Super Bowl LVIII is less than 150 days away and the Las Vegas Formula One Grand Prix is less than 65 days away and the organizations putting on both events have been actively working to give back to the local community.

“Everything that we do here is meant to be almost like an incubator for global business,” Pilar Harris, senior director of corporate social responsibility and government relations for the Formula One Las Vegas Grand Prix, said during the 12th Philanthropy Leaders Summit, hosted by philanthropy consulting firm Moonridge Group on Friday. “So all of our community programs, all of our giving, all of the relationships and partnerships that we established with organizations here are experimental.”

Friday’s event was focused on the charitable endeavors of the Super Bowl Host LVIII Committee and Formula One.

Harris said Formula One hosted a hospitality course with UNLV students that focused around food and beverage operations at major events which can be transferred to other hospitality programs.

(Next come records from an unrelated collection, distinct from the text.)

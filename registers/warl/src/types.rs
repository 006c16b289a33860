// Licensed under the Apache-2.0 license

//! Lowered register model consumed by the assembler.
//!
//! These structures are produced from a [`Definition`](crate::definition::Definition)
//! once a width profile has been selected and every legal expression has been
//! parsed. Bit positions and legal values are fully resolved here; nothing in
//! this module refers back to the textual input.

use crate::range::{contains, LegalSet, RangeEntry};
use crate::segmented::ResolutionMode;
use crate::util::slice;
use serde::{Deserialize, Serialize};
use std::collections::{BTreeMap, HashMap};
use std::fmt;

/// Architecture width profile.
#[derive(Clone, Copy, Debug, Default, PartialEq, Eq, Hash, Serialize, Deserialize)]
pub enum Xlen {
    #[serde(rename = "32")]
    Rv32,
    #[default]
    #[serde(rename = "64")]
    Rv64,
}

impl Xlen {
    pub fn bits(self) -> u32 {
        match self {
            Xlen::Rv32 => 32,
            Xlen::Rv64 => 64,
        }
    }
}

impl fmt::Display for Xlen {
    fn fmt(&self, f: &mut fmt::Formatter<'_>) -> fmt::Result {
        write!(f, "rv{}", self.bits())
    }
}

/// Privilege a register requires to be accessed.
#[derive(Clone, Copy, Debug, PartialEq, Eq, Hash, Serialize, Deserialize)]
#[serde(rename_all = "lowercase")]
pub enum Privilege {
    #[serde(alias = "M")]
    Machine,
    #[serde(alias = "S")]
    Supervisor,
    #[serde(alias = "U")]
    Any,
}

/// Privilege level of an access.
#[derive(Clone, Copy, Debug, PartialEq, Eq, Hash)]
pub enum PrivilegeLevel {
    Machine,
    Supervisor,
    User,
}

impl Privilege {
    /// True if an access made at `level` satisfies this requirement.
    pub fn allows(self, level: PrivilegeLevel) -> bool {
        match self {
            Privilege::Machine => level == PrivilegeLevel::Machine,
            Privilege::Supervisor => {
                matches!(level, PrivilegeLevel::Machine | PrivilegeLevel::Supervisor)
            }
            Privilege::Any => true,
        }
    }
}

/// Read access to register values by name.
///
/// Registers that are not present read as zero.
pub trait RegisterState {
    fn register_value(&self, name: &str) -> u64;
}

impl RegisterState for BTreeMap<String, u64> {
    fn register_value(&self, name: &str) -> u64 {
        self.get(name).copied().unwrap_or(0)
    }
}

impl RegisterState for HashMap<String, u64> {
    fn register_value(&self, name: &str) -> u64 {
        self.get(name).copied().unwrap_or(0)
    }
}

/// One conjunct of a dependency predicate: the bits `msb..=lsb` of
/// `register` must lie in `values`.
#[derive(Clone, Debug, PartialEq, Eq)]
pub struct PredicateTerm {
    pub register: String,
    /// Absolute bit positions within `register`.
    pub msb: u32,
    pub lsb: u32,
    /// Values relative to the slice.
    pub values: Vec<RangeEntry>,
}

impl PredicateTerm {
    pub fn holds(&self, state: &dyn RegisterState) -> bool {
        let bits = slice(state.register_value(&self.register), self.msb, self.lsb);
        contains(bits, &self.values)
    }
}

/// Conjunction of [`PredicateTerm`]s.
#[derive(Clone, Debug, Default, PartialEq, Eq)]
pub struct Predicate {
    pub terms: Vec<PredicateTerm>,
}

impl Predicate {
    pub fn holds(&self, state: &dyn RegisterState) -> bool {
        self.terms.iter().all(|t| t.holds(state))
    }
}

/// Guard evaluation where an absent predicate always holds.
pub(crate) fn guard_holds(guard: &Option<Predicate>, state: &dyn RegisterState) -> bool {
    guard.as_ref().map_or(true, |p| p.holds(state))
}

/// A legality clause: when `guard` holds, the written value must be in `set`.
#[derive(Clone, Debug, PartialEq, Eq)]
pub struct LegalClause {
    pub guard: Option<Predicate>,
    pub set: LegalSet,
}

/// Replacement chosen by a fallback rule.
#[derive(Clone, Copy, Debug, PartialEq, Eq)]
pub enum Resolution {
    Literal(u64),
    Resolve(ResolutionMode),
}

/// An illegal-write handler.
#[derive(Clone, Debug, PartialEq, Eq)]
pub struct FallbackRule {
    pub guard: Option<Predicate>,
    /// Field-relative written values the rule is restricted to.
    pub trigger: Option<Vec<RangeEntry>>,
    pub action: Resolution,
}

/// Legality clauses and fallback rules of one WARL field.
#[derive(Clone, Debug, Default, PartialEq, Eq)]
pub struct WarlRule {
    pub legal: Vec<LegalClause>,
    pub illegal: Vec<FallbackRule>,
}

impl WarlRule {
    pub fn has_dependencies(&self) -> bool {
        self.legal.iter().any(|c| c.guard.is_some())
            || self.illegal.iter().any(|r| r.guard.is_some())
    }
}

/// Behaviour of a shadow field.
#[derive(Clone, Copy, Debug, PartialEq, Eq, Serialize, Deserialize)]
pub enum ShadowMode {
    #[serde(rename = "rw")]
    ReadWrite,
    #[serde(rename = "ro")]
    ReadOnly,
}

/// A register, or one field of a register, mirrored by a shadow field.
#[derive(Clone, Debug, PartialEq, Eq)]
pub struct FieldRef {
    pub register: String,
    pub field: Option<String>,
}

impl fmt::Display for FieldRef {
    fn fmt(&self, f: &mut fmt::Formatter<'_>) -> fmt::Result {
        match &self.field {
            Some(field) => write!(f, "{}.{}", self.register, field),
            None => write!(f, "{}", self.register),
        }
    }
}

#[derive(Clone, Debug, PartialEq, Eq)]
pub struct ShadowSpec {
    pub target: FieldRef,
    pub mode: ShadowMode,
}

#[derive(Clone, Debug, PartialEq, Eq)]
pub enum FieldKind {
    Warl(WarlRule),
    ReadOnlyConstant(u64),
    ReadOnlyVariable,
    Plain,
    Shadow(ShadowSpec),
}

#[derive(Clone, Debug, PartialEq, Eq)]
pub struct FieldSpec {
    pub name: String,
    pub msb: u32,
    pub lsb: u32,
    pub kind: FieldKind,
}

impl FieldSpec {
    pub fn width(&self) -> u32 {
        self.msb - self.lsb + 1
    }
}

/// Layout of a register's storage.
#[derive(Clone, Debug, PartialEq, Eq)]
pub enum RegisterShape {
    /// Named fields; bits not covered by a field keep their current value.
    Fields(Vec<FieldSpec>),
    /// A single value occupying `msb..=lsb`, with zero padding below `lsb`.
    Scalar(FieldSpec),
}

#[derive(Clone, Debug, PartialEq, Eq)]
pub struct RegisterSpec {
    pub name: String,
    pub address: u32,
    pub privilege: Privilege,
    pub reset_value: u64,
    /// Storage width in bits.
    pub width: u32,
    pub shape: RegisterShape,
}

impl RegisterSpec {
    pub fn fields(&self) -> &[FieldSpec] {
        match &self.shape {
            RegisterShape::Fields(fields) => fields,
            RegisterShape::Scalar(field) => std::slice::from_ref(field),
        }
    }

    pub fn field(&self, name: &str) -> Option<&FieldSpec> {
        match &self.shape {
            RegisterShape::Fields(fields) => {
                fields.iter().find(|f| f.name.eq_ignore_ascii_case(name))
            }
            RegisterShape::Scalar(_) => None,
        }
    }
}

With it being the first time Las Vegas has hosted a Super Bowl or a Formula One Grand Prix, both are focused on creating groundwork for major sporting events to support the community of Las Vegas, they said.

“We’re laying the groundwork for not just Super Bowl, but hopefully, other major sporting events that tend to historically follow Super Bowls, whether it’s the Final Four or a national college football championship game,” Sam Joffray, president and CEO of the Super Bowl LVIII Host Committee, said to the Review-Journal after the event. “As we recruited 9,000 volunteers for the Super Bowl, hopefully those 9,000 volunteers will stick around to work other events, as we built a database of 200 businesses locally that are gonna have an opportunity to bid on parts of the business of Super Bowl that will stick around for other major sporting events.”

Building trust

Formula One has made headlines in Las Vegas for charging licensing fees to businesses along the Strip, creating traffic snarls with road improvement projects along the Strip Corridor as well as cutting down the trees in front of the Bellagio to improve sight lines for the race.

Harris acknowledged that community support for Formula One being in Las Vegas is something that needs to be built.

“We do need to establish trust here, in a market where not everyone is familiar with our sport,” Harris said to the Review-Journal after the event. “So as much as we can do, to start to give folks an opportunity to get to know us really well and see the jobs that we’re bringing, the opportunities for students that we’re bringing, and the overall economic impact is astounding.”

While this year is a first for Formula One, there is hope to have a generational impact for Las Vegas.

“Sky’s the limit, right, we have a decade ahead of us,” Harris said.

Joffray estimates the Host Committee has helped raise over $3.5 million towards community efforts and Harris estimates that Formula One has been able to raise $1 million.

The 2023 Corporate Giving report, from the Moonridge Group, found that corporations donated about $621 million to Nevada nonprofits and charitable endeavors in 2022, a 7.2 percent increase from 2021. Additionally, 62.5 percent of corporations said they increased their donation totals in 2022, while only 9.4 percent reported a decrease.